JAKARTA – Satuan Kerja Khusus Pelaksana Kegiatan Usaha Hulu Migas (SKK Migas) tengah menunggu review yang dilakukan Kontraktor Kontrak Kerja Sama (KKKS) terhadap target produksi migas 2020 sebagai respons terhadap anjloknya harga minyak dunia.

Dwi Soetjipto, Kepala SKK Migas,  mengatakan para KKKS telah melaporkan kondisi dan strategi menghadapi rendahnya harga minyak. Satu hal yang paling bisa dilakukan adalah dengan meningkatkan efisiensi melalui penundaan program pengeboran development pada tahun ini.

“Memang mulai ada beberapa KKKS yang menunda program drilling (pengeboran) tahun ini,” kata Dwi kepada Dunia Energi, Jumat (3/4).

Dia menuturkan tidak tertutup kemungkinan akan ada revisi target produksi migas untuk  2020, jika kondisi rendahnya harga minyak  berlangsung lama. “Kami saat ini sedang mereview untuk mengetahui berapa revisi target produksi tahun ini,” kata Dwi.
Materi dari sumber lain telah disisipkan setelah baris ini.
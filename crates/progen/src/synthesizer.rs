use evm_progen_interface::{
    opcodes, BytecodeTemplates, OpcodeCatalog, OpcodeClass, OpcodeSpec, OperandStrategy,
};
use primitive_types::U256;
use rand::Rng;
use tracing::trace;

use crate::{
    assembler::BytecodeAssembler,
    config::{Dominant, GenerationLimits, GeneratorConfig, Preamble, PushPolicy},
    decode,
    error::{GenerationError, InvariantViolation},
    resolver::OpClassResolver,
    stack::{StackDiscipline, StackState},
};

/// Largest memory offset or length pushed for memory opcodes.
const MAX_MEMORY_OPERAND: u32 = BytecodeTemplates::PREALLOCATED_MEMORY - 1;
/// Largest `BYTE` index or `SIGNEXTEND` size.
const MAX_BYTE_INDEX: u32 = 31;
/// Largest shift amount and exponent.
const MAX_SINGLE_BYTE: u32 = 0xff;

/// Instructions emitted and static gas spent.
#[derive(Debug, Clone, Copy, Default, PartialEq, Eq)]
pub struct ResourceUsage {
    /// Instructions, operand pushes and pops included.
    pub ops: u64,
    /// Static gas.
    pub gas: u64,
}

impl ResourceUsage {
    /// Accounts one instruction.
    pub fn record(&mut self, spec: &OpcodeSpec) {
        self.ops += 1;
        self.gas += u64::from(spec.gas);
    }

    fn extend(&mut self, other: Self) {
        self.ops += other.ops;
        self.gas += other.gas;
    }

    fn since(self, baseline: Self) -> Self {
        Self {
            ops: self.ops - baseline.ops,
            gas: self.gas - baseline.gas,
        }
    }
}

/// A generated program. Immutable once returned.
#[derive(Debug, Clone, PartialEq, Eq)]
pub struct Program {
    /// Bytecode, preamble and terminal marker included.
    pub bytecode: Vec<u8>,
    /// Mnemonic of the dominant opcode or name of the dominant class, if one was configured.
    pub dominant: Option<String>,
    /// Resources accounted while generating.
    pub usage: ResourceUsage,
}

impl Program {
    /// Lowercase hex rendering of the bytecode.
    pub fn to_hex(&self) -> String {
        hex::encode(&self.bytecode)
    }
}

/// Settings of a single program: a [`GeneratorConfig`] with the per-program draws applied.
#[derive(Debug, Clone, Copy, PartialEq, Eq)]
pub struct ProgramSettings {
    /// Effective limits.
    pub limits: GenerationLimits,
    /// Token picked with probability 1/2.
    pub dominant: Option<OpcodeClass>,
    /// Operand push width.
    pub push: PushPolicy,
    /// Stack bookkeeping.
    pub discipline: StackDiscipline,
    /// What precedes the generated part.
    pub preamble: Preamble,
    /// Whether the terminal marker is appended.
    pub terminate: bool,
}

impl ProgramSettings {
    /// Settings taken from `config` as is. A per-program dominant is left unset.
    pub fn new(config: &GeneratorConfig) -> Self {
        Self {
            limits: config.limits.effective(),
            dominant: match config.dominant {
                Dominant::Fixed(class) => Some(class),
                Dominant::None | Dominant::RandomPerProgram => None,
            },
            push: config.push,
            discipline: config.discipline,
            preamble: config.preamble,
            terminate: config.terminate,
        }
    }
}

/// The generation loop for one program.
#[derive(Debug)]
pub struct InstructionSynthesizer<'a, R: ?Sized> {
    catalog: &'a OpcodeCatalog,
    templates: &'a BytecodeTemplates,
    resolver: OpClassResolver<'a>,
    settings: ProgramSettings,
    rng: &'a mut R,
    assembler: BytecodeAssembler,
    stack: StackState,
    usage: ResourceUsage,
    /// Usage excluded from the ops and gas limits.
    baseline: ResourceUsage,
}

impl<'a, R: Rng + ?Sized> InstructionSynthesizer<'a, R> {
    /// Prepares a synthesizer drawing from `rng`.
    ///
    /// # Errors
    ///
    /// Fails if the push width is outside `1..=32`.
    pub fn new(
        catalog: &'a OpcodeCatalog,
        templates: &'a BytecodeTemplates,
        settings: ProgramSettings,
        rng: &'a mut R,
    ) -> Result<Self, GenerationError> {
        settings.push.validate()?;
        Ok(Self {
            catalog,
            templates,
            resolver: OpClassResolver::new(catalog),
            settings,
            rng,
            assembler: BytecodeAssembler::new(),
            stack: StackState::new(settings.discipline),
            usage: ResourceUsage::default(),
            baseline: ResourceUsage::default(),
        })
    }

    /// Generates the program.
    ///
    /// Limits are checked before each step only, so the last step may overshoot them. The
    /// memory and jump preamble counts towards the bytecode limit but not towards the ops and
    /// gas limits; the warm-up push counts towards all of them.
    ///
    /// # Errors
    ///
    /// Fails with [`InvariantViolation`] if a memory opcode is drawn under the carry discipline
    /// or an opcode is missing from the catalog.
    pub fn run(mut self) -> Result<Program, GenerationError> {
        self.preamble()?;
        while !self.settings.limits.exhausted(
            &self.usage.since(self.baseline),
            self.assembler.len(),
        ) {
            let class = self.draw();
            let spec = self.resolver.resolve(class, &mut *self.rng)?;
            self.step(spec)?;
        }
        if self.settings.terminate {
            let templates = self.templates;
            self.template(templates.terminal())?;
        }

        let dominant = self
            .settings
            .dominant
            .map(|class| dominant_name(self.catalog, class));
        Ok(Program {
            bytecode: self.assembler.finish(),
            dominant,
            usage: self.usage,
        })
    }

    fn preamble(&mut self) -> Result<(), InvariantViolation> {
        match self.settings.preamble {
            Preamble::None => {}
            Preamble::WarmUpPush => {
                self.push_random(self.settings.push.max_width())?;
                self.stack.preload(1);
            }
            Preamble::MemoryAndJump => {
                let templates = self.templates;
                self.template(templates.memory_preamble())?;
                let jump = templates.jump_pattern(opcodes::JUMP, self.assembler.len());
                self.template(&jump)?;
                self.baseline = self.usage;
            }
        }
        Ok(())
    }

    fn draw(&mut self) -> OpcodeClass {
        if let Some(dominant) = self.settings.dominant {
            if self.rng.gen_bool(0.5) {
                return dominant;
            }
        }
        let population = self.catalog.population();
        population[self.rng.gen_range(0..population.len())]
    }

    fn step(&mut self, spec: &OpcodeSpec) -> Result<(), InvariantViolation> {
        self.stack.check(spec)?;
        let arity = usize::from(spec.operand_arity());
        let needed = self.stack.needed_pushes(arity);

        match spec.strategy {
            OperandStrategy::Nullary | OperandStrategy::Unconstrained | OperandStrategy::Jump => {
                for _ in 0..needed {
                    self.push_operand()?;
                }
            }
            OperandStrategy::Exponent => {
                // Both operands are always fresh so the exponent stays below 256.
                self.push_operand()?;
                self.push_bounded(1, MAX_SINGLE_BYTE)?;
                self.emit(opcodes::SWAP1)?;
            }
            OperandStrategy::ByteIndex | OperandStrategy::Shift => {
                if needed == arity {
                    self.push_operand()?;
                }
                let max = if spec.strategy == OperandStrategy::ByteIndex {
                    MAX_BYTE_INDEX
                } else {
                    MAX_SINGLE_BYTE
                };
                self.push_bounded(1, max)?;
            }
            OperandStrategy::MemoryRead => {
                for _ in 0..needed {
                    self.push_bounded(2, MAX_MEMORY_OPERAND)?;
                }
            }
            OperandStrategy::MemoryWrite => {
                self.push_operand()?;
                self.push_bounded(2, MAX_MEMORY_OPERAND)?;
            }
        }

        trace!(
            opcode = spec.mnemonic,
            offset = self.assembler.len(),
            pushed = needed,
            "synthesizing instruction"
        );
        if spec.strategy == OperandStrategy::Jump {
            let pattern = self
                .templates
                .jump_pattern(spec.opcode, self.assembler.len());
            self.template(&pattern)?;
        } else {
            self.assembler.opcode(spec.opcode);
            self.usage.record(spec);
            if spec.immediate > 0 {
                let value = self.random_value(spec.immediate);
                self.assembler.immediate(spec.immediate, value);
            }
        }

        for _ in 0..self.stack.settle(usize::from(spec.added)) {
            self.emit(opcodes::POP)?;
        }
        Ok(())
    }

    /// Pushes an unconstrained operand with a width drawn from the push policy.
    fn push_operand(&mut self) -> Result<(), InvariantViolation> {
        let width = self.settings.push.draw(&mut *self.rng);
        self.push_random(width)
    }

    fn push_random(&mut self, width: u8) -> Result<(), InvariantViolation> {
        let value = self.random_value(width);
        self.push(width, value)
    }

    fn push_bounded(&mut self, width: u8, max: u32) -> Result<(), InvariantViolation> {
        let value = self.rng.gen_range(0..=max);
        self.push(width, U256::from(value))
    }

    fn push(&mut self, width: u8, value: U256) -> Result<(), InvariantViolation> {
        self.assembler.push(width, value);
        self.account(opcodes::push(width))
    }

    fn emit(&mut self, opcode: u8) -> Result<(), InvariantViolation> {
        self.assembler.opcode(opcode);
        self.account(opcode)
    }

    fn account(&mut self, opcode: u8) -> Result<(), InvariantViolation> {
        let spec = self
            .catalog
            .get(opcode)
            .ok_or(InvariantViolation::UnknownOpcode(opcode))?;
        self.usage.record(spec);
        Ok(())
    }

    fn template(&mut self, bytes: &[u8]) -> Result<(), InvariantViolation> {
        let cost = decode::cost(self.catalog, bytes)?;
        self.assembler.raw(bytes);
        self.usage.extend(cost);
        Ok(())
    }

    fn random_value(&mut self, width: u8) -> U256 {
        let mut word = [0_u8; 32];
        self.rng.fill(&mut word[32 - usize::from(width)..]);
        U256::from_big_endian(&word)
    }
}

fn dominant_name(catalog: &OpcodeCatalog, class: OpcodeClass) -> String {
    match class {
        OpcodeClass::Concrete(opcode) => catalog
            .get(opcode)
            .map_or_else(|| class.to_string(), |spec| spec.mnemonic.to_owned()),
        family => family.to_string(),
    }
}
Menurut Dwi, kondisi harga minyak saat ini sangat memberatkan apalagi dalam beberapa pekan harga minyak terus di bawah US$30-an per barel. Wajar jika tidak sedikit perusahaan memilih untuk melakukan pemangkasan produksi, karena sudah tidak ekonomis jika terus ngotot menggenjot produksi.
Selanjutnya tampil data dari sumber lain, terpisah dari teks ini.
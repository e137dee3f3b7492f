use evm_progen_afl_fuzz::GeneratorInput;

fn main() {
    afl::fuzz!(|data: &[u8]| {
        if let Ok(input) = arbitrary::Unstructured::new(data).arbitrary::<GeneratorInput>() {
            input.check();
        }
    });
}
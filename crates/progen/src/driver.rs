use evm_progen_interface::{BytecodeTemplates, OpcodeCatalog, OpcodeClass};
use rand::{Rng, SeedableRng};
use rand_chacha::ChaCha8Rng;
use tracing::debug;

use crate::{
    config::{Dominant, GeneratorConfig},
    error::GenerationError,
    resolver::OpClassResolver,
    synthesizer::{InstructionSynthesizer, Program, ProgramSettings},
};

/// Generates a sequence of independent programs from one random stream.
///
/// The stream is seeded once and only ever advances, so generating fewer or more programs
/// changes only the tail of a batch.
#[derive(Debug)]
pub struct ProgramBatchDriver<'a> {
    catalog: &'a OpcodeCatalog,
    templates: &'a BytecodeTemplates,
    config: GeneratorConfig,
    rng: ChaCha8Rng,
    generated: usize,
}

impl<'a> ProgramBatchDriver<'a> {
    /// Validates `config` and seeds the random stream.
    ///
    /// # Errors
    ///
    /// See [`GeneratorConfig::validate`].
    pub fn new(
        catalog: &'a OpcodeCatalog,
        templates: &'a BytecodeTemplates,
        config: GeneratorConfig,
        seed: u64,
    ) -> Result<Self, GenerationError> {
        config.validate(catalog)?;
        Ok(Self {
            catalog,
            templates,
            config,
            rng: ChaCha8Rng::seed_from_u64(seed),
            generated: 0,
        })
    }

    /// Configuration in use.
    pub fn config(&self) -> &GeneratorConfig {
        &self.config
    }

    /// Generates the next program of the batch.
    ///
    /// The per-program operation limit is drawn before the per-program dominant.
    ///
    /// # Errors
    ///
    /// Propagates synthesizer failures; the program in progress is discarded.
    pub fn next_program(&mut self) -> Result<Program, GenerationError> {
        let mut settings = ProgramSettings::new(&self.config);

        if self.config.randomize_ops_limit {
            if let Some(max) = settings.limits.ops {
                settings.limits.ops = Some(self.rng.gen_range(1..=max));
            }
        }
        if self.config.dominant == Dominant::RandomPerProgram {
            let population = self.catalog.population();
            let class = population[self.rng.gen_range(0..population.len())];
            let spec = OpClassResolver::new(self.catalog).resolve(class, &mut self.rng)?;
            settings.dominant = Some(OpcodeClass::Concrete(spec.opcode));
        }

        debug!(
            index = self.generated,
            limits = ?settings.limits,
            dominant = ?settings.dominant,
            "generating program"
        );
        let program =
            InstructionSynthesizer::new(self.catalog, self.templates, settings, &mut self.rng)?
                .run()?;
        self.generated += 1;
        Ok(program)
    }

    /// Generates `count` programs, aborting at the first failure.
    ///
    /// # Errors
    ///
    /// Propagates the first failure; no partial batch is returned.
    pub fn generate(&mut self, count: usize) -> Result<Vec<Program>, GenerationError> {
        (0..count).map(|_| self.next_program()).collect()
    }
}

/// Generates a batch of `count` programs seeded with `seed`.
///
/// # Errors
///
/// See [`ProgramBatchDriver::new`] and [`ProgramBatchDriver::generate`].
pub fn generate(
    catalog: &OpcodeCatalog,
    templates: &BytecodeTemplates,
    config: GeneratorConfig,
    count: usize,
    seed: u64,
) -> Result<Vec<Program>, GenerationError> {
    ProgramBatchDriver::new(catalog, templates, config, seed)?.generate(count)
}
Dia menceritakan ketika harga minyak terkoreksi hinga di bawah US$40 per barel, sudah mulai ada produsen migas menderita kerugian.

“Sesungguhnya di bawah US$40 per barel, sudah mulai ada produsen yang sufferings, apalagi di bawah US$30 per barel. Dalam kondisi ekonomi dunia yang melemah, tentu saja harga ini akan dipengaruhi seberapa besar produsen besar akan mengurangi produksinya, karena memang sudah tidak ekonomis,” ungkap Dwi.
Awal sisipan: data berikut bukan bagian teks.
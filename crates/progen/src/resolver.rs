use evm_progen_interface::{OpcodeCatalog, OpcodeClass, OpcodeSpec};
use rand::Rng;

use crate::error::InvariantViolation;

/// Turns population tokens into concrete opcodes.
///
/// Never caches: each call on a family draws a fresh member.
#[derive(Debug, Clone, Copy)]
pub struct OpClassResolver<'a> {
    catalog: &'a OpcodeCatalog,
}

impl<'a> OpClassResolver<'a> {
    /// Resolver over `catalog`.
    pub fn new(catalog: &'a OpcodeCatalog) -> Self {
        Self { catalog }
    }

    /// Identity for a concrete opcode, a uniform draw among the members of a family.
    ///
    /// # Errors
    ///
    /// Fails if the resolved opcode is missing from the catalog.
    pub fn resolve<R: Rng + ?Sized>(
        &self,
        class: OpcodeClass,
        rng: &mut R,
    ) -> Result<&'a OpcodeSpec, InvariantViolation> {
        let opcode = match class {
            OpcodeClass::Concrete(opcode) => opcode,
            family => rng.gen_range(family.members()),
        };
        self.catalog
            .get(opcode)
            .ok_or(InvariantViolation::UnknownOpcode(opcode))
    }
}

#[cfg(test)]
mod tests {
    use std::collections::BTreeSet;

    use evm_progen_interface::opcodes;
    use rand::SeedableRng;
    use rand_chacha::ChaCha8Rng;

    use super::*;

    #[test]
    fn families_cover_all_members() {
        let catalog = OpcodeCatalog::builder()
            .population([OpcodeClass::Push, OpcodeClass::Dup, OpcodeClass::Swap])
            .build()
            .unwrap();
        let resolver = OpClassResolver::new(&catalog);
        let mut rng = ChaCha8Rng::seed_from_u64(7);

        for (class, expected) in [
            (OpcodeClass::Push, opcodes::PUSH1..=opcodes::PUSH32),
            (OpcodeClass::Dup, opcodes::DUP1..=opcodes::DUP16),
            (OpcodeClass::Swap, opcodes::SWAP1..=opcodes::SWAP16),
        ] {
            let seen: BTreeSet<u8> = (0..2_000)
                .map(|_| resolver.resolve(class, &mut rng).unwrap().opcode)
                .collect();
            assert_eq!(seen, expected.collect());
        }
    }

    #[test]
    fn concrete_is_identity() {
        let catalog = OpcodeCatalog::builder()
            .population([OpcodeClass::Concrete(opcodes::SHR)])
            .build()
            .unwrap();
        let mut rng = ChaCha8Rng::seed_from_u64(0);
        let spec = OpClassResolver::new(&catalog)
            .resolve(OpcodeClass::Concrete(opcodes::SHR), &mut rng)
            .unwrap();
        assert_eq!(spec.mnemonic, "SHR");
        assert_eq!(
            OpClassResolver::new(&catalog).resolve(OpcodeClass::Concrete(0x0c), &mut rng),
            Err(InvariantViolation::UnknownOpcode(0x0c))
        );
    }
}
use evm_progen_interface::opcodes;
use primitive_types::U256;

/// Append-only bytecode buffer.
///
/// Pushes are written as `PUSHn` followed by exactly `n` big-endian bytes, so the first value
/// pushed ends up deepest on the stack. The assembler never draws randomness itself.
#[derive(Debug, Clone, Default, PartialEq, Eq)]
pub(crate) struct BytecodeAssembler {
    bytes: Vec<u8>,
}

impl BytecodeAssembler {
    /// Empty buffer.
    pub(crate) fn new() -> Self {
        Self::default()
    }

    /// Current length in bytes, which is also the offset of the next byte.
    pub(crate) fn len(&self) -> usize {
        self.bytes.len()
    }

    /// Appends a single opcode byte.
    pub(crate) fn opcode(&mut self, opcode: u8) {
        self.bytes.push(opcode);
    }

    /// Appends `PUSH<width>` and `value`, left-padded with zeroes to `width` bytes.
    ///
    /// # Panics
    ///
    /// Panics if `width` is not in `1..=32`. Debug builds also check that `value` fits.
    pub(crate) fn push(&mut self, width: u8, value: U256) {
        debug_assert!(
            value.bits() <= usize::from(width) * 8,
            "{value:#x} does not fit into {width} bytes"
        );
        self.bytes.push(opcodes::push(width));
        self.immediate(width, value);
    }

    /// Appends `value` as a `width`-byte big-endian immediate without an opcode.
    pub(crate) fn immediate(&mut self, width: u8, value: U256) {
        let mut word = [0_u8; 32];
        value.to_big_endian(&mut word);
        self.bytes.extend_from_slice(&word[32 - usize::from(width)..]);
    }

    /// Appends raw template bytes.
    pub(crate) fn raw(&mut self, bytes: &[u8]) {
        self.bytes.extend_from_slice(bytes);
    }

    /// Consumes the assembler.
    pub(crate) fn finish(self) -> Vec<u8> {
        self.bytes
    }
}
Rendahnya harga minyak sebenarnya sudah dimulai sejak awal 2020. Kondisi ini makin diperparah ketika perang harga terjadi antara Amerika Serikat dan Arab Saudi serta Rusia yang membuat harga minyak jatuh lebih dalam. Kondisi tersebut diperburuk dengan wabah virus Corona atau covid-19 yang menjadi pandemi di dunia sehingga konsumsi minyak berkurang drastis. Alhasil sudah beberapa pekan terakhir harga minyak dunia tidak beranjak dari posisi US$ 20-an per barel.

Harga minyak mentah dunia pada penutupan perdagangan Jumat, meningkat tapi rata-rata masih dibawah US$30-an per barel sejak awal pekan Maret 2020. Minyak berjangka  Brent tercatat naik US$5,20 atau 21% ke posisi US$29,94 per barel.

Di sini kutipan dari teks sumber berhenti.